Julia and Kristian lived separately, Kristian in the loft with the kids, Julia in the small apartment with her laptop. They took turns taking Romy and Lee to school. Kristian stopped working “outside the home” (Christy told Julia he kept saying this). Julia paid all the bills. Apart from the month Julia spent at the Wellness Center, they swapped over most weekends. Julia became reacquainted with sleep and, although the dull ache of separation never left her (the umbilical cords had been physically cut, but Julia felt them dangling from her heart, invisible to all but her, like amputated limbs), she discovered she could hang out with her children, and enjoy them and even get them to do what she asked, something which had seemed almost impossible before. When she rang her mother to tell her this, there was no weird laughter or heartbreaking begging. Julia's mother was matter-of-fact.

“It may work better for you all,” she said. “I was talking to some parents last week, and the mother said that the only good thing about their separation was that they both got time off from their kids.”

This reminded Julia of a college friend of hers who had rediscovered religion in order to escape her three sons for two hours every Sunday.

One Saturday the second month, one of Kristian's former partners suggested they go to a yoga course together (they had both discovered yoga as a displacement activity from the website design business), and Kristian found his calling. He decided to train as an instructor, traveling upstate most Friday nights. He didn't ask for much money for himself (he was far cheaper than an undocumented, resentful nanny), and, although it was expensive to run the two apartments, Julia could never have guessed the dramatic effect the new arrangement would have on her career.

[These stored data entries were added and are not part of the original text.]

use std::cmp::Ordering;

use super::engine::ScoredDistrict;
use crate::data::{District, DistrictTable};

/// NaN sort keys rank as 0.
fn sort_key(value: f64) -> f64 {
    if value.is_nan() {
        0.0
    } else {
        value
    }
}

fn descending(a: f64, b: f64) -> Ordering {
    sort_key(b).total_cmp(&sort_key(a))
}

/// Districts by net score, highest first when `descending` is set, otherwise
/// in load order. Ties keep load order.
pub fn rank_by_net(scored: &[ScoredDistrict], descending_order: bool) -> Vec<&ScoredDistrict> {
    let mut ranked: Vec<&ScoredDistrict> = scored.iter().collect();
    if descending_order {
        ranked.sort_by(|a, b| descending(a.net_score, b.net_score));
    }
    ranked
}

/// Districts by a single factor value, highest first. Ties keep load order.
pub fn rank_by_factor<'a>(table: &'a DistrictTable, factor: &str) -> Vec<(&'a District, f64)> {
    let mut ranked: Vec<(&District, f64)> = table
        .districts
        .iter()
        .map(|d| (d, d.value(factor)))
        .collect();
    ranked.sort_by(|a, b| descending(a.1, b.1));
    ranked
}

/// 1-based ranks, largest value first; tied values share the smallest rank
/// of their group.
pub fn min_rank(values: &[f64]) -> Vec<usize> {
    let mut order: Vec<usize> = (0..values.len()).collect();
    order.sort_by(|&a, &b| descending(values[a], values[b]));

    let mut ranks = vec![0; values.len()];
    let mut current = 0;
    for (position, &index) in order.iter().enumerate() {
        let tied = position > 0 && sort_key(values[order[position - 1]]) == sort_key(values[index]);
        if !tied {
            current = position + 1;
        }
        ranks[index] = current;
    }
    ranks
}

#[cfg(test)]
mod tests {
    use super::*;
    use crate::scoring::ScoreBreakdown;
    use std::collections::HashMap;

    fn scored(name: &str, net: f64) -> ScoredDistrict {
        ScoredDistrict {
            name: name.to_string(),
            total_risk: net.max(0.0),
            total_safety: (-net).max(0.0),
            net_score: net,
            crime_count: 0.0,
            breakdown: ScoreBreakdown::default(),
        }
    }

    fn names<'a>(ranked: &[&'a ScoredDistrict]) -> Vec<&'a str> {
        ranked.iter().map(|d| d.name.as_str()).collect()
    }

    #[test]
    fn test_rank_by_net_descending() {
        let all = vec![scored("a", 1.0), scored("b", 3.0), scored("c", -2.0), scored("d", 2.0)];
        assert_eq!(names(&rank_by_net(&all, true)), vec!["b", "d", "a", "c"]);
    }

    #[test]
    fn test_rank_by_net_unsorted_keeps_load_order() {
        let all = vec![scored("a", 1.0), scored("b", 3.0), scored("c", -2.0)];
        assert_eq!(names(&rank_by_net(&all, false)), vec!["a", "b", "c"]);
    }

    #[test]
    fn test_ties_keep_load_order() {
        let all = vec![scored("x", 5.0), scored("y", 5.0), scored("z", 7.0), scored("w", 5.0)];
        assert_eq!(names(&rank_by_net(&all, true)), vec!["z", "x", "y", "w"]);
    }

    #[test]
    fn test_nan_ranks_as_zero() {
        let all = vec![scored("neg", -1.0), scored("nan", f64::NAN), scored("pos", 1.0)];
        assert_eq!(names(&rank_by_net(&all, true)), vec!["pos", "nan", "neg"]);
    }

    #[test]
    fn test_rank_by_factor() {
        let district = |name: &str, v: f64| District {
            name: name.to_string(),
            admin_name: name.to_string(),
            values: HashMap::from([("cctv".to_string(), v)]),
            crime_count: 0.0,
        };
        let table = DistrictTable {
            districts: vec![district("a", 2.0), district("b", 9.0), district("c", 2.0)],
            factors: vec!["cctv".to_string()],
            crime_label: String::new(),
        };
        let ranked: Vec<(&str, f64)> = rank_by_factor(&table, "cctv")
            .into_iter()
            .map(|(d, v)| (d.name.as_str(), v))
            .collect();
        assert_eq!(ranked, vec![("b", 9.0), ("a", 2.0), ("c", 2.0)]);
    }

    #[test]
    fn test_min_rank() {
        assert_eq!(min_rank(&[500.0, 900.0, 900.0]), vec![3, 1, 1]);
        assert_eq!(min_rank(&[10.0, 30.0, 20.0, 30.0, 5.0]), vec![4, 1, 3, 1, 5]);
        assert!(min_rank(&[]).is_empty());
    }
}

She won an Emmy. She got a new agent. The new agent, Clarice, shouted,
“There's a new sheriff in town!”
at the Asshole and got Julia off the Crime Show. She then negotiated a deal with a studio and instructed Julia to write romantic comedy. Clarice told Julia that Julia had been brutalized by her work environment, and it was time for her to get back in touch with her woman-y side. Although Julia thought that was rich coming from someone who had turned an anger-management problem into a negotiation technique, she appreciated Clarice's point. While
ALWAYS BLAME, NEVER APOLOGIZE
might be the way to terrorize the Writers Room, it is not the basis for successful interpersonal relationships.